According to the state health department, fluoride prevents tooth decay in three ways: It prevents plaque bacteria from producing acid; it is absorbed into the tooth enamel, preventing the acids from entering; and it remineralizes teeth after attacks by acid-producing bacteria.
In 1945, Grand Rapids in Michigan became the first city in the world to fluoridate its water. Over a 15-year span, health researchers tracked the tooth decay rate among Grand Rapids' nearly 30,000 school children and found that the rate dropped more than 60%. This was a major scientific breakthrough because it firmly demonstrated that decay was a preventable disease.
In the 1950s and 1960s, thousands of U.S. communities began fluoridating their drinking water and their tooth decay rates dropped significantly. Today, even in an era when fluoride toothpaste is widely used, the Centres for Disease Control and Prevention report that fluoridated water reduces tooth decay by 25% over a lifetime.
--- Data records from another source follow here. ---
//  Copyright (c) 2020 Christopher Taylor
//
//  Distributed under the Boost Software License, Version 1.0. (See accompanying
//  file LICENSE_1_0.txt or copy at http://www.boost.org/LICENSE_1_0.txt)
//
//! Compressed sparse row storage for the document-term matrix.

use ndarray::{Array, Array2, ArrayBase, Data, Ix2, Zip};

/// A row-major sparse matrix of `f64`.
///
/// Row `i` occupies `indices[indptr[i]..indptr[i + 1]]` (column numbers,
/// strictly increasing) and the matching slice of `data`. Explicit zeros are
/// never stored.
#[derive(Debug, Clone, PartialEq)]
pub struct SparseMatrix {
    nrows: usize,
    ncols: usize,
    indptr: Vec<usize>,
    indices: Vec<usize>,
    data: Vec<f64>,
}

impl SparseMatrix {
    /// Build a matrix from per-row `(column, value)` entries.
    ///
    /// Entries may come in any order; duplicate columns are summed and zero
    /// values dropped. Panics if a column is out of range.
    pub fn from_rows(ncols: usize, rows: Vec<Vec<(usize, f64)>>) -> Self {
        let nrows = rows.len();
        let mut indptr = Vec::with_capacity(nrows + 1);
        let mut indices = Vec::new();
        let mut data = Vec::new();
        indptr.push(0);

        for mut row in rows {
            row.sort_by_key(|&(j, _)| j);
            let start = indices.len();
            for (j, v) in row {
                assert!(j < ncols, "column {} out of range for {} columns", j, ncols);
                if indices.len() > start && indices[indices.len() - 1] == j {
                    let last = data.len() - 1;
                    data[last] += v;
                } else {
                    indices.push(j);
                    data.push(v);
                }
            }
            // drop entries that are (or summed to) zero
            let mut keep = start;
            for k in start..indices.len() {
                if data[k] != 0.0 {
                    indices[keep] = indices[k];
                    data[keep] = data[k];
                    keep += 1;
                }
            }
            indices.truncate(keep);
            data.truncate(keep);
            indptr.push(indices.len());
        }

        SparseMatrix {
            nrows,
            ncols,
            indptr,
            indices,
            data,
        }
    }

    pub fn nrows(&self) -> usize {
        self.nrows
    }

    pub fn ncols(&self) -> usize {
        self.ncols
    }

    pub fn shape(&self) -> (usize, usize) {
        (self.nrows, self.ncols)
    }

    /// Number of stored (non-zero) entries.
    pub fn nnz(&self) -> usize {
        self.data.len()
    }

    /// Stored values in row-major order.
    pub fn values(&self) -> &[f64] {
        &self.data
    }

    /// Column indices and values of row `i`.
    pub fn row(&self, i: usize) -> (&[usize], &[f64]) {
        let span = self.indptr[i]..self.indptr[i + 1];
        (&self.indices[span.clone()], &self.data[span])
    }

    pub fn row_sum(&self, i: usize) -> f64 {
        self.row(i).1.iter().sum()
    }

    pub fn get(&self, i: usize, j: usize) -> f64 {
        let (cols, vals) = self.row(i);
        match cols.binary_search(&j) {
            Ok(k) => vals[k],
            Err(_) => 0.0,
        }
    }

    pub fn to_dense(&self) -> Array2<f64> {
        let mut dense = Array::zeros((self.nrows, self.ncols));
        for i in 0..self.nrows {
            let (cols, vals) = self.row(i);
            for (&j, &v) in cols.iter().zip(vals) {
                dense[[i, j]] = v;
            }
        }
        dense
    }

    pub fn squared_frobenius_norm(&self) -> f64 {
        self.data.iter().map(|v| v * v).sum()
    }

    /// Mean over all `nrows * ncols` cells, zeros included.
    pub fn mean(&self) -> f64 {
        let cells = self.nrows * self.ncols;
        if cells == 0 {
            return 0.0;
        }
        self.data.iter().sum::<f64>() / cells as f64
    }

    /// `self · rhs` for a dense `rhs` of shape `[ncols × k]`.
    ///
    /// Output rows are computed in parallel; each row accumulates its terms
    /// in column order, so the result does not depend on the thread count.
    pub fn dot<S>(&self, rhs: &ArrayBase<S, Ix2>) -> Array2<f64>
    where
        S: Data<Elem = f64> + Sync,
    {
        assert_eq!(
            self.ncols,
            rhs.nrows(),
            "inputs {:?} and {:?} are not compatible for matrix multiplication",
            self.shape(),
            rhs.dim()
        );

        let mut out = Array::zeros((self.nrows, rhs.ncols()));
        Zip::indexed(out.rows_mut()).par_for_each(|i, mut out_row| {
            let (cols, vals) = self.row(i);
            for (&j, &v) in cols.iter().zip(vals) {
                out_row.scaled_add(v, &rhs.row(j));
            }
        });
        out
    }

    /// `selfᵗ · rhs` for a dense `rhs` of shape `[nrows × k]`.
    pub fn transpose_dot<S>(&self, rhs: &ArrayBase<S, Ix2>) -> Array2<f64>
    where
        S: Data<Elem = f64>,
    {
        assert_eq!(
            self.nrows,
            rhs.nrows(),
            "inputs {:?}ᵗ and {:?} are not compatible for matrix multiplication",
            self.shape(),
            rhs.dim()
        );

        let mut out = Array::zeros((self.ncols, rhs.ncols()));
        for i in 0..self.nrows {
            let rhs_row = rhs.row(i);
            let (cols, vals) = self.row(i);
            for (&j, &v) in cols.iter().zip(vals) {
                out.row_mut(j).scaled_add(v, &rhs_row);
            }
        }
        out
    }
}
Fluoride and fluoridation are among the most thoroughly researched topics of the past 75 years. And the research continues to grow. Over the past five years, studies of children have confirmed fluoridation’s crucial role in reducing tooth decay and concluded that “Water fluoridation is a safe and effective public health measure.”
Fluoride Today
Today, fluoride is widely acknowledged as a way to prevent cavities and we suggest buying fluoridated toothpaste to get your daily dose of cavity-preventing fluoride.
This is the main mechanism by which fluoride exerts its anticaries benefits. It has been established that hydroxyapatite starts to dissolve when pH drops below 5.5, and fluorapatite starts to dissolve when the pH drops below 4.5. If biofilm pH is lower than 5.5 but higher than about 4.5 and flouride is available in low concentrations, fluorapatite forms on the surface layers of enamel even if hydroxyapatite dissolves in the subsurface enamel. The overall effect is reduced dental demineralization, thanks to the protective outer layer of fluorapatite. When oral pH normalizes after an acid attack and rises again above 5.5, fluoride enhances enamel–dentin remineralization. If flouride is no longer available, the oral environment begins to favor demineralization if the pH falls below 5.5.
Fluoride ions inhibit the bacterial enzyme enolase, which interferes with the production of phosphoenolpyruvate (PEP). PEP is a bacterial source of energy and a molecule that is necessary for the uptake of sugar, which provides bacterial nutrition. A dental biofilm that contains just 1 ppm to 5 ppm of fluoride (an amount that is reached by using fluoridated toothpaste) is found to inhibit the adhesion, growth, metabolism, and multiplication of caries-linked oral streptococci. The presence of higher concentrations of fluoride—10 ppm to 100 ppm, which can be attained after use of prescription fluoride preparations—has also been found to inhibit acid production by most plaque bacteria.
Exposure to an abnormally high concentration of fluoride during the early stages of tooth development or childhood can lead to hypomineralization of the tooth’s enamel and increased porosity that is reflected in the opacity of enamel as chalky white lines or and streaks, but more advanced forms are marked by brown and black stains and enamel erosion.
In general, teeth with more severe dental fluorosis have significantly higher levels of fluoride in enamel than those with less severe forms of dental fluorosis. Also, the extent and degree of hypomineralization increases with increased fluoride exposure during development. In cases of severe hypomineralization, porous enamel appears brown and it can be very fragile, with surface damage occurring quite easily during chewing, attrition, and abrasion.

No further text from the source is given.